[Opening Source data section]

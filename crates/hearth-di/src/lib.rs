//! # Hearth Dependency Injection
//!
//! A dependency-injection container. An [`Injector`] resolves instances by
//! [`Identifier`], a type optionally refined by a qualifier.
//!
//! ## Features
//!
//! - **Explicit bindings**: fixed instances, identifier aliases and trait-object implementors
//! - **Producers**: [`BindingModule`]s declare producers whose parameters are injected
//! - **Automatic binding**: registered concrete types are bound on first request
//! - **Member injection**: fields and methods marked for injection, supertypes first
//! - **Deferred factories**: [`Provider<T>`] parameters resolve lazily and break cycles
//! - **Multi-binding**: several producers contribute to one [`InstanceSet`]
//! - **Optional binding**: `Option` dependencies resolve to `None` when nothing is bound
//! - **Cycle detection**: circular dependencies fail with the resolution path
//!
//! Every optional feature is disabled by default and enabled on the
//! [`InjectorBuilder`] or through [`InjectionSettings`].
//!
//! ## Example
//!
//! ```rust
//! use std::sync::Arc;
//! use hearth_di::standard::{inject, singleton};
//! use hearth_di::{ConstructorInfo, Injectable, Injector, ParameterInfo, TypeInfo};
//!
//! struct Database {
//! 	url: String,
//! }
//!
//! impl Injectable for Database {
//! 	fn type_info() -> TypeInfo {
//! 		TypeInfo::builder::<Database>()
//! 			.marked(singleton())
//! 			.constructor(ConstructorInfo::new(|_| {
//! 				Ok(Database {
//! 					url: "sqlite::memory:".to_string(),
//! 				})
//! 			}))
//! 			.build()
//! 	}
//! }
//!
//! struct UserRepository {
//! 	database: Arc<Database>,
//! }
//!
//! impl Injectable for UserRepository {
//! 	fn type_info() -> TypeInfo {
//! 		TypeInfo::builder::<UserRepository>()
//! 			.constructor(
//! 				ConstructorInfo::new(|args| {
//! 					Ok(UserRepository {
//! 						database: args.instance(0)?,
//! 					})
//! 				})
//! 				.param(ParameterInfo::of::<Database>())
//! 				.marked(inject()),
//! 			)
//! 			.build()
//! 	}
//! }
//!
//! let injector = Injector::builder()
//! 	.register::<Database>()
//! 	.register::<UserRepository>()
//! 	.build()
//! 	.unwrap();
//!
//! let first = injector.request::<UserRepository>().unwrap();
//! let second = injector.request::<UserRepository>().unwrap();
//! assert!(!Arc::ptr_eq(&first, &second));
//! assert!(Arc::ptr_eq(&first.database, &second.database));
//! assert_eq!(first.database.url, "sqlite::memory:");
//! ```

mod binding;
mod builder;
mod configuration;
mod context;
mod cycle_detection;
pub mod dependency;
pub mod error;
pub mod identifier;
mod injector;
pub mod instance;
pub mod marker;
pub mod module;
mod provider;
mod registry;
pub mod settings;
pub mod type_info;

pub use builder::InjectorBuilder;
pub use cycle_detection::DEFAULT_MAX_RESOLUTION_DEPTH;
pub use dependency::{
	Argument, ArgumentError, Arguments, DeclaredType, Dependency, OptionalType, SetType,
};
pub use error::{BoxError, DiError, DiResult, ErrorKind};
pub use identifier::{Identifier, Qualifier, TypeKey};
pub use injector::Injector;
pub use instance::{ErasedSet, Instance, InstanceSet};
pub use marker::{
	CombinedVocabulary, Marker, MultiBinding, StandardVocabulary, Vocabulary, multi_binding,
	standard,
};
pub use module::{BindingModule, ProducerInfo};
pub use provider::{DeferredFactory, Provider, SetProvider};
pub use settings::{InjectionSettings, SettingsError};
pub use type_info::{
	ConstructorInfo, FieldInfo, Injectable, MethodInfo, ParameterInfo, TypeInfo, TypeInfoBuilder,
	Visibility,
};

[Closing Source data section]

» What this task involves
Every entry must be output again, exactly as written above.

» Solution for this problem
filename crates/hearth-di/src/lib.rs
//! # Hearth Dependency Injection
//!
//! A dependency-injection container. An [`Injector`] resolves instances by
//! [`Identifier`], a type optionally refined by a qualifier.
//!
//! ## Features
//!
//! - **Explicit bindings**: fixed instances, identifier aliases and trait-object implementors
//! - **Producers**: [`BindingModule`]s declare producers whose parameters are injected
//! - **Automatic binding**: registered concrete types are bound on first request
//! - **Member injection**: fields and methods marked for injection, supertypes first
//! - **Deferred factories**: [`Provider<T>`] parameters resolve lazily and break cycles
//! - **Multi-binding**: several producers contribute to one [`InstanceSet`]
//! - **Optional binding**: `Option` dependencies resolve to `None` when nothing is bound
//! - **Cycle detection**: circular dependencies fail with the resolution path
//!
//! Every optional feature is disabled by default and enabled on the
//! [`InjectorBuilder`] or through [`InjectionSettings`].
//!
//! ## Example
//!
//! ```rust
//! use std::sync::Arc;
//! use hearth_di::standard::{inject, singleton};
//! use hearth_di::{ConstructorInfo, Injectable, Injector, ParameterInfo, TypeInfo};
//!
//! struct Database {
//! 	url: String,
//! }
//!
//! impl Injectable for Database {
//! 	fn type_info() -> TypeInfo {
//! 		TypeInfo::builder::<Database>()
//! 			.marked(singleton())
//! 			.constructor(ConstructorInfo::new(|_| {
//! 				Ok(Database {
//! 					url: "sqlite::memory:".to_string(),
//! 				})
//! 			}))
//! 			.build()
//! 	}
//! }
//!
//! struct UserRepository {
//! 	database: Arc<Database>,
//! }
//!
//! impl Injectable for UserRepository {
//! 	fn type_info() -> TypeInfo {
//! 		TypeInfo::builder::<UserRepository>()
//! 			.constructor(
//! 				ConstructorInfo::new(|args| {
//! 					Ok(UserRepository {
//! 						database: args.instance(0)?,
//! 					})
//! 				})
//! 				.param(ParameterInfo::of::<Database>())
//! 				.marked(inject()),
//! 			)
//! 			.build()
//! 	}
//! }
//!
//! let injector = Injector::builder()
//! 	.register::<Database>()
//! 	.register::<UserRepository>()
//! 	.build()
//! 	.unwrap();
//!
//! let first = injector.request::<UserRepository>().unwrap();
//! let second = injector.request::<UserRepository>().unwrap();
//! assert!(!Arc::ptr_eq(&first, &second));
//! assert!(Arc::ptr_eq(&first.database, &second.database));
//! assert_eq!(first.database.url, "sqlite::memory:");
//! ```

mod binding;
mod builder;
mod configuration;
mod context;
mod cycle_detection;
pub mod dependency;
pub mod error;
pub mod identifier;
mod injector;
pub mod instance;
pub mod marker;
pub mod module;
mod provider;
mod registry;
pub mod settings;
pub mod type_info;

pub use builder::InjectorBuilder;
pub use cycle_detection::DEFAULT_MAX_RESOLUTION_DEPTH;
pub use dependency::{
	Argument, ArgumentError, Arguments, DeclaredType, Dependency, OptionalType, SetType,
};
pub use error::{BoxError, DiError, DiResult, ErrorKind};
pub use identifier::{Identifier, Qualifier, TypeKey};
pub use injector::Injector;
pub use instance::{ErasedSet, Instance, InstanceSet};
pub use marker::{
	CombinedVocabulary, Marker, MultiBinding, StandardVocabulary, Vocabulary, multi_binding,
	standard,
};
pub use module::{BindingModule, ProducerInfo};
pub use provider::{DeferredFactory, Provider, SetProvider};
pub use settings::{InjectionSettings, SettingsError};
pub use type_info::{
	ConstructorInfo, FieldInfo, Injectable, MethodInfo, ParameterInfo, TypeInfo, TypeInfoBuilder,
	Visibility,
};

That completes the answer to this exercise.